DECISION Plaintiff appeals Defendant's Notice of Deficiency Assessment, dated June 23, 2009, for tax year 2006, disallowing Plaintiff's claimed gambling losses.

The parties submitted stipulated facts, stipulated exhibits 1 through 20 and cross motions for summary judgment. Oral argument was not requested.

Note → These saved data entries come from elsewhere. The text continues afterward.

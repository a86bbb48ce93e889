//! Colors

/// Color as Red, Green and Blue
#[derive(Debug,Default,Copy,Clone,PartialEq,Eq,Hash)]
pub struct Rgb8 {
    /// Red
    pub r: u8,
    /// Green
    pub g: u8,
    /// Blue
    pub b: u8,
}

impl Rgb8 {
    /// Create new color
    pub fn new(r: u8, g: u8, b: u8) -> Self {
        Rgb8 { r, g, b }
    }
    /// White Color (255,255,255)
    pub fn white() -> Self {
        Self::new(255,255,255)
    }
    /// Black Color (0,0,0)
    pub fn black() -> Self {
        Self::new(0,0,0)
    }
    /// Gray scale color with all components equal to `g`
    pub fn gray(g: u8) -> Self {
        Self::new(g,g,g)
    }
    /// Components in buffer order
    pub fn to_bytes(self) -> [u8; 3] {
        [self.r, self.g, self.b]
    }
}

impl From<[u8; 3]> for Rgb8 {
    fn from(c: [u8; 3]) -> Rgb8 {
        Rgb8::new(c[0], c[1], c[2])
    }
}
//! # brawl_core - Brawl Room Core
//!
//! Zero-dependency primitives shared by every simulation crate:
//! - **Ids**: generational entity ids that detect stale references
//! - **Arena**: entity storage addressed by those ids
//! - **Schedule**: a cancellable min-heap of delayed actions
//!
//! Everything runs on a single cooperative tick, so nothing here is
//! synchronized. Components look entities up by id each frame instead of
//! holding references, which keeps respawn and removal from leaving
//! dangling pointers behind.

pub mod arena;
pub mod id;
pub mod schedule;

pub use arena::*;
pub use id::*;
pub use schedule::*;

/// Re-export commonly used types
pub mod prelude {
    pub use crate::arena::EntityArena;
    pub use crate::id::{EntityId, EntityKind, EntityRef};
    pub use crate::schedule::{TimerId, TimerQueue};
}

I. STATEMENT OF FACTS For tax year 2006, Plaintiff reported on her timely filed Oregon state income tax return "gambling winnings of $130,581 and an itemized deduction for gambling losses of that same amount." (Stip Fact 1.) The claimed gambling winnings and itemized deduction for gambling losses matched the amount stated on Forms W-2G received from Spirit Mountain Casino (Spirit Mountain). (Stip Fact 2.) After being notified that Defendant was auditing her 2006 income tax return, Plaintiff provided "a copy of tracking card information * * * received from Spirit Mountain regarding [P]laintiff's slot machine play at Spirit Mountain during 2006." (Stip Fact 4.) The Spirit Mountain Casino letter, dated February 27, 2009, stated:

"According to our records, for the period of January 1, 2006 to December 31, 2006[,] your slot play activity was:

"Estimated Total Coin In:     $288,286.15

"Estimated Total Coin Out: $235,730.20 *Page 2

"Estimated Loss: $52,555.95

"This does not include any hand paid jackpots. If you had any hand paid jackpots, they would be reflected in the IRS form W2-G received with the jackpots.

"* * * * *

"* * *. These figures do not constitute a definite accounting of gaming activity nor do they denote total winnings or losses (only that which was accumulated while using your Coyote Club card). * * *."

(Stip Ex 5 at 1.)

"Plaintiff also played slot machines at Chinook Winds Casino Resort ([Chinook Winds]) during 2006." (Stip Fact 7.) The Chinook Winds letter, dated March 9, 2009, stated:

"According to our records, for the period of January 1, 2006[,] through December 31, 2006[,] the information associated with your slot play when you used your Winners Circle card, is:

"Coin In     * * *     $4,619.15

"Coin Out * * * $3,254.45

"The result of your Slot play is an estimated loss of: $1,364.70

"This total reflects Winners Circle Member's slot play only. Your hand paid jackpots are reflected in the IRS form W2-G you received with the jackpot.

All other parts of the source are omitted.